*Task statement*. Restrict the output to the lines below starting at the one that contains "let object_storage = storage::setup_storage(&config);" and ending at the one that contains "let listener = tokio::net::TcpListener::bind(addr).await?;", and restate them word for word, both ends included.

*Data for the task*.
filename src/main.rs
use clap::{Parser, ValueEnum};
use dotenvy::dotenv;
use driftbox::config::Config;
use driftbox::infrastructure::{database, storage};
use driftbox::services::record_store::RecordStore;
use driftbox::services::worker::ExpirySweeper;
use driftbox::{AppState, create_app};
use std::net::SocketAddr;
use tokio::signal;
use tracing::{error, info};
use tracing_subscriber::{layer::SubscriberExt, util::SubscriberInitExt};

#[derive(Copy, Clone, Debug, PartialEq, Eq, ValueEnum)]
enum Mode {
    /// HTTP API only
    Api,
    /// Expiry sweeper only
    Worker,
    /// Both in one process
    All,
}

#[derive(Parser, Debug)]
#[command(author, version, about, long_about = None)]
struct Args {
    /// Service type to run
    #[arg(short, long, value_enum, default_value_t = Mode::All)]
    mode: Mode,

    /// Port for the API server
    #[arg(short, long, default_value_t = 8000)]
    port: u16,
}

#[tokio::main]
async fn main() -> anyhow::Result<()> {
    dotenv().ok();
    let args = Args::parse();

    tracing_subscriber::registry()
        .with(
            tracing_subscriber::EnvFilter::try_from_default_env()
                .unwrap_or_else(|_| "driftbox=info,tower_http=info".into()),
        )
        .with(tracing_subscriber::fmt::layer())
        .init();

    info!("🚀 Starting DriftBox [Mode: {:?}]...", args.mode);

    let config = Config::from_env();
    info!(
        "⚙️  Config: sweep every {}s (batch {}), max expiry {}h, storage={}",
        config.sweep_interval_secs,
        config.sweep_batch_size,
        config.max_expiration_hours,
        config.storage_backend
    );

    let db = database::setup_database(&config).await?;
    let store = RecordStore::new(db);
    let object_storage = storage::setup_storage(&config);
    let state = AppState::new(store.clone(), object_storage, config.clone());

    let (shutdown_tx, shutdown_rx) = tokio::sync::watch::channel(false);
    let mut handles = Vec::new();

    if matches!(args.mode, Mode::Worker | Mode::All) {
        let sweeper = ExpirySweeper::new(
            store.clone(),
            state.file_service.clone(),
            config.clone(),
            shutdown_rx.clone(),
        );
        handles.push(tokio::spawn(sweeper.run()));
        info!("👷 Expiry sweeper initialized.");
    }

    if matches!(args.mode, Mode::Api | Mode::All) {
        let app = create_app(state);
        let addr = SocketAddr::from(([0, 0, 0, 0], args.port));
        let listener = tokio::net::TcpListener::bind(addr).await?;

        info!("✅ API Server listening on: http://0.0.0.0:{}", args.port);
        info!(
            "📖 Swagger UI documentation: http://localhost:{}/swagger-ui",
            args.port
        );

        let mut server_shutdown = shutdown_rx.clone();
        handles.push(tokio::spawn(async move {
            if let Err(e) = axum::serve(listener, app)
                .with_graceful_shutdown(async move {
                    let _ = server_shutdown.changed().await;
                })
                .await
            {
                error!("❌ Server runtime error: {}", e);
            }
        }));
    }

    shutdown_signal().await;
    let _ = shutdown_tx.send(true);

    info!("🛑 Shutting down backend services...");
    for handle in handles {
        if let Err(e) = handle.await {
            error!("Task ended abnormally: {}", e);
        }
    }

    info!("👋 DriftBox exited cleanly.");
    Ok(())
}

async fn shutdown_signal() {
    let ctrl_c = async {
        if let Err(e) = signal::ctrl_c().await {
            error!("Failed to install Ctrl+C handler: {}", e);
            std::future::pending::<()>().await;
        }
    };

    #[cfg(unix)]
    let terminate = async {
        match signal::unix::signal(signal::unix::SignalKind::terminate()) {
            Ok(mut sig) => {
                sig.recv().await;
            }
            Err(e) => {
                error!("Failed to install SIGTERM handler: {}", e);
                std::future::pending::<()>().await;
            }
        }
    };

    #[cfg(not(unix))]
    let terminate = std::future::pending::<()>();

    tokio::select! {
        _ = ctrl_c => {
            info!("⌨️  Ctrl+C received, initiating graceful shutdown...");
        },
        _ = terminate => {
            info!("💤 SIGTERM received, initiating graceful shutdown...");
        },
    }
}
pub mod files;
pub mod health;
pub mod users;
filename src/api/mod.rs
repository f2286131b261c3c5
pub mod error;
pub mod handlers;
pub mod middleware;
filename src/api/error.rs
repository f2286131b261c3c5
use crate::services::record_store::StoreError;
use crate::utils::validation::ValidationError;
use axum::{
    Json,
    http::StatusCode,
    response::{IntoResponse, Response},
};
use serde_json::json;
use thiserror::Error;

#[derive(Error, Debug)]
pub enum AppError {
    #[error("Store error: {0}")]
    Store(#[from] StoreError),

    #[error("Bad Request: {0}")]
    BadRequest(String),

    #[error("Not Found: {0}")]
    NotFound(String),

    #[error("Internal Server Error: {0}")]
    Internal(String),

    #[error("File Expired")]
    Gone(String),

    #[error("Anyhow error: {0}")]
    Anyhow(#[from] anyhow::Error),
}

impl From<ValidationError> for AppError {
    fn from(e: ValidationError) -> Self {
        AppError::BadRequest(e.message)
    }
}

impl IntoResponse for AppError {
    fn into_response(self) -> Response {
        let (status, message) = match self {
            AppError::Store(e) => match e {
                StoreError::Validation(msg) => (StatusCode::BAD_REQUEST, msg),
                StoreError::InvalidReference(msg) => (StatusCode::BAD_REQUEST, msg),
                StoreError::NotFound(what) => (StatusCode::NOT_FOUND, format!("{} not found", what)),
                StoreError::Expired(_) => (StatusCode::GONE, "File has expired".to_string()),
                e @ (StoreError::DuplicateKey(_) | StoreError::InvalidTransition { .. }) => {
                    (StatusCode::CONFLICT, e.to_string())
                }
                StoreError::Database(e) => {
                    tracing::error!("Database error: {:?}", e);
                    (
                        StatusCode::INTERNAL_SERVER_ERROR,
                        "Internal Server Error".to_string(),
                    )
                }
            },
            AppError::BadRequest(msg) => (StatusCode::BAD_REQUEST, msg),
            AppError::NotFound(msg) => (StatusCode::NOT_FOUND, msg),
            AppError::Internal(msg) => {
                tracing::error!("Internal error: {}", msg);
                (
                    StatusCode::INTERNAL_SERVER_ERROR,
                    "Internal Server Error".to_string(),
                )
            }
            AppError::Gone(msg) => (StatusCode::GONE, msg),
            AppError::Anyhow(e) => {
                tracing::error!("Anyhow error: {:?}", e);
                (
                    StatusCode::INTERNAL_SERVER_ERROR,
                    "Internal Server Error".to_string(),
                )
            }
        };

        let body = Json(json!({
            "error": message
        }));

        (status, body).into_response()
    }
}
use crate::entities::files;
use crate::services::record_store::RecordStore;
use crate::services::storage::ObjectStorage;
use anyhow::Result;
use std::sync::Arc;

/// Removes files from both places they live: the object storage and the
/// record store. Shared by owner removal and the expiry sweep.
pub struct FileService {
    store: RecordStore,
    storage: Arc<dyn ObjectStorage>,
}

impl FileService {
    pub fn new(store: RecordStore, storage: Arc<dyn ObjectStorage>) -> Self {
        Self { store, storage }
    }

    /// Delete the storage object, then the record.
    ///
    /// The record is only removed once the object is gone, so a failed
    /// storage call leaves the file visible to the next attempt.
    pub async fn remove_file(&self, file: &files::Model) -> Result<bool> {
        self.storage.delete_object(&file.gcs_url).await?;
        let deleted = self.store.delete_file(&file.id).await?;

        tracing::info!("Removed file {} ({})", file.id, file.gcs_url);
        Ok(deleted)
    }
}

==

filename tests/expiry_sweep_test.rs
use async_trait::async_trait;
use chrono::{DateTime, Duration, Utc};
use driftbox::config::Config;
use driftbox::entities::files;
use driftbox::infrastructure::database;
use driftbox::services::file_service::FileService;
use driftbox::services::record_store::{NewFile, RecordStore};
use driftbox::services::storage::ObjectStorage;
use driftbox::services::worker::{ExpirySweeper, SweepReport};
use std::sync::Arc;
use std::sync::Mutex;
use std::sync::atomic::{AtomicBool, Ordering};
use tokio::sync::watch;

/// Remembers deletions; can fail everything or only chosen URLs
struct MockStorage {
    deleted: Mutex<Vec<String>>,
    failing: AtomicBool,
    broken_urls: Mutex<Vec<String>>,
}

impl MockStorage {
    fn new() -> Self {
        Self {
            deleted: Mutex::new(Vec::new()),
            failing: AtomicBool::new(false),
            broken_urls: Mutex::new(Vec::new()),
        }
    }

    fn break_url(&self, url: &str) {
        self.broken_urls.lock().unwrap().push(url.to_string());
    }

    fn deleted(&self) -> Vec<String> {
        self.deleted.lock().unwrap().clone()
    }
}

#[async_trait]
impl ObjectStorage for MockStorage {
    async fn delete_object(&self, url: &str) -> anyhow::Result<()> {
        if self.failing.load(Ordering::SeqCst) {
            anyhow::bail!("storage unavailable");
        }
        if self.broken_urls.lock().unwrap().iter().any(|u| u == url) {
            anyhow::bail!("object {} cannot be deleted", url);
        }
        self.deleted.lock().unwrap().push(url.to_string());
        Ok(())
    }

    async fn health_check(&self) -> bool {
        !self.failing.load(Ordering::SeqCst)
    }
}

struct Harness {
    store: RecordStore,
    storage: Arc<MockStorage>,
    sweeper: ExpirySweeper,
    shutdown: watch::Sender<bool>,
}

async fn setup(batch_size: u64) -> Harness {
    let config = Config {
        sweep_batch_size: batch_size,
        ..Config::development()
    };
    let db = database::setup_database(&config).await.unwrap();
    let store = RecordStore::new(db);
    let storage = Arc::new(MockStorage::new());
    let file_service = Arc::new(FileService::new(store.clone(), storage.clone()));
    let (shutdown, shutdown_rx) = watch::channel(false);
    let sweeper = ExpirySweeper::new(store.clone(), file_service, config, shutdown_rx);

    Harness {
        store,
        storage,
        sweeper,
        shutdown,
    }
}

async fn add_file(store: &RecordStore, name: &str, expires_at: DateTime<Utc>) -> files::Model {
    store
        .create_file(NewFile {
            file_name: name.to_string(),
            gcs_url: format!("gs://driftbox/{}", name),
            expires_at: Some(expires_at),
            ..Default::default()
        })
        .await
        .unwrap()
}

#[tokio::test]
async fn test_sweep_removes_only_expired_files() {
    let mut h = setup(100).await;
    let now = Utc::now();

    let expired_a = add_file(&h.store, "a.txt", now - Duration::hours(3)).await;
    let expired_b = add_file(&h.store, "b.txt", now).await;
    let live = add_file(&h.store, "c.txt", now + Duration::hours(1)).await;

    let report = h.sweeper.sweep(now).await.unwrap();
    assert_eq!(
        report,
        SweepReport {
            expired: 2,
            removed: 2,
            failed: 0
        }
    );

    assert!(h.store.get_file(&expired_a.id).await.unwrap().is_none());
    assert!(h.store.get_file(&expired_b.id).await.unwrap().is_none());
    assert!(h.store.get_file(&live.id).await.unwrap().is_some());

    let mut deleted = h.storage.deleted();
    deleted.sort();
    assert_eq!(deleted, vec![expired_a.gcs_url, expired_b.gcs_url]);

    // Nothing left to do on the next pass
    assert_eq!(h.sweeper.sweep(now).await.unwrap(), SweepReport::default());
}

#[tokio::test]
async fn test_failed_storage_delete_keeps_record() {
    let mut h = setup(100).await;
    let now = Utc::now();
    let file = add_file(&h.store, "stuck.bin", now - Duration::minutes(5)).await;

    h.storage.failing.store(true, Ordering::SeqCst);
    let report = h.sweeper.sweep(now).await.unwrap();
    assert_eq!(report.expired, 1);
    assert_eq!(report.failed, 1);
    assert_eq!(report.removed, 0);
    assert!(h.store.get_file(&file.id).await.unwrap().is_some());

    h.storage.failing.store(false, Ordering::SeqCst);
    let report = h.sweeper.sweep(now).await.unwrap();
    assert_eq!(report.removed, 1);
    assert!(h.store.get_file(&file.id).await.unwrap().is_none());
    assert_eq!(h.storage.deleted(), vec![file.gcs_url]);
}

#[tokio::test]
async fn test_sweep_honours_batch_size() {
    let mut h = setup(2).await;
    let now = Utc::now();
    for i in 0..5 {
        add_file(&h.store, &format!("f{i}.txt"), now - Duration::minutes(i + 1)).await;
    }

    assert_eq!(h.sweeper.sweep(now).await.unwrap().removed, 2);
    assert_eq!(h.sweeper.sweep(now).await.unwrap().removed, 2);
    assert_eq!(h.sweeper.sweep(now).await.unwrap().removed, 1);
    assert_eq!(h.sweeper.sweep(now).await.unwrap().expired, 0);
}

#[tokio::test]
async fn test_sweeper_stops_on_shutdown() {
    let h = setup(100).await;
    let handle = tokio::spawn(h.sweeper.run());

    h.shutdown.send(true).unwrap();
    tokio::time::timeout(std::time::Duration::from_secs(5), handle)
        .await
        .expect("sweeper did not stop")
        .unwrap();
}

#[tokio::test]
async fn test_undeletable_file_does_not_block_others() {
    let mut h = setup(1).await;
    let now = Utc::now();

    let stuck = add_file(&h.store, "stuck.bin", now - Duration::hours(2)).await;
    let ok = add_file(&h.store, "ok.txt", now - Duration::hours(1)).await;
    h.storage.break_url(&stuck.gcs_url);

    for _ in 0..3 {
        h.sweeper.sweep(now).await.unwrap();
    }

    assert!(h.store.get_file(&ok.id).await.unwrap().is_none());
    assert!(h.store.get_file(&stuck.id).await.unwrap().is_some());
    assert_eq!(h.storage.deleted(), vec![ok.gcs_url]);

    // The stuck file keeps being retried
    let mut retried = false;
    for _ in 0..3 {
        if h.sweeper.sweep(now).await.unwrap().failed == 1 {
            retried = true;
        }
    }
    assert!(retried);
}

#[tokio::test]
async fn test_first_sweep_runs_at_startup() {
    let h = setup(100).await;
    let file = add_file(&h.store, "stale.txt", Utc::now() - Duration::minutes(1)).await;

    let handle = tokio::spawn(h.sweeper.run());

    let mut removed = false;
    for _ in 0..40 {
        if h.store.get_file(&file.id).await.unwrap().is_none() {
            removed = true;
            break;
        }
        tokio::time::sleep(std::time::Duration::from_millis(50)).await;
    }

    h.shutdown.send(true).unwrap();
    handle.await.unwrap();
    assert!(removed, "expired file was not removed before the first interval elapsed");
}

* * *

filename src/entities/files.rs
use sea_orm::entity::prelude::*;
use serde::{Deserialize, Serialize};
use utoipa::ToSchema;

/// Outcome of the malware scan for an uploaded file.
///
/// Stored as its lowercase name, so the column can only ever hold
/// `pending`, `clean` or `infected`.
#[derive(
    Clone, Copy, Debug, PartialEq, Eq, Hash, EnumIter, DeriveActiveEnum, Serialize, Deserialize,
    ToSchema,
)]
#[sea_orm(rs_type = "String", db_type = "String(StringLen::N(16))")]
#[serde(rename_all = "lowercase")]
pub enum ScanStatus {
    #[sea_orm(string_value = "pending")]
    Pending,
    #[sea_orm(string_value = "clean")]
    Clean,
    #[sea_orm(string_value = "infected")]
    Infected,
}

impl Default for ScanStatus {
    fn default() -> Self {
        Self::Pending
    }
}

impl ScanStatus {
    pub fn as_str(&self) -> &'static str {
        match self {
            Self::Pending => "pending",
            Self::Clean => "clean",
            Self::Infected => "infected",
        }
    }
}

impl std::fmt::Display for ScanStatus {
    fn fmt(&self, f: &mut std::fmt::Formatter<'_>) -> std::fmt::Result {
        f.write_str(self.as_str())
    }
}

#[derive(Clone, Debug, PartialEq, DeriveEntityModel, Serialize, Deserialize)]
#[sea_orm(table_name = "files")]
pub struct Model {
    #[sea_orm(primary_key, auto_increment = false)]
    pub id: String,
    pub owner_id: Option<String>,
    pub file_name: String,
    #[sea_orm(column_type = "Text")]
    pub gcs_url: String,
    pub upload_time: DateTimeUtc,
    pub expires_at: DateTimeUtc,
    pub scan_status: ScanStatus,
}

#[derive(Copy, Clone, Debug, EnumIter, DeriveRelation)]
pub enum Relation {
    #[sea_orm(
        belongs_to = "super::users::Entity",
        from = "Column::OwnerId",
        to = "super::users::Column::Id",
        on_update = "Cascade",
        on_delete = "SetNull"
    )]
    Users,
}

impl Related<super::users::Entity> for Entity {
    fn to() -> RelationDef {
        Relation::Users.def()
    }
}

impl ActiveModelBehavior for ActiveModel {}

*Task answer*.
    let object_storage = storage::setup_storage(&config);
    let state = AppState::new(store.clone(), object_storage, config.clone());

    let (shutdown_tx, shutdown_rx) = tokio::sync::watch::channel(false);
    let mut handles = Vec::new();

    if matches!(args.mode, Mode::Worker | Mode::All) {
        let sweeper = ExpirySweeper::new(
            store.clone(),
            state.file_service.clone(),
            config.clone(),
            shutdown_rx.clone(),
        );
        handles.push(tokio::spawn(sweeper.run()));
        info!("👷 Expiry sweeper initialized.");
    }

    if matches!(args.mode, Mode::Api | Mode::All) {
        let app = create_app(state);
        let addr = SocketAddr::from(([0, 0, 0, 0], args.port));
        let listener = tokio::net::TcpListener::bind(addr).await?;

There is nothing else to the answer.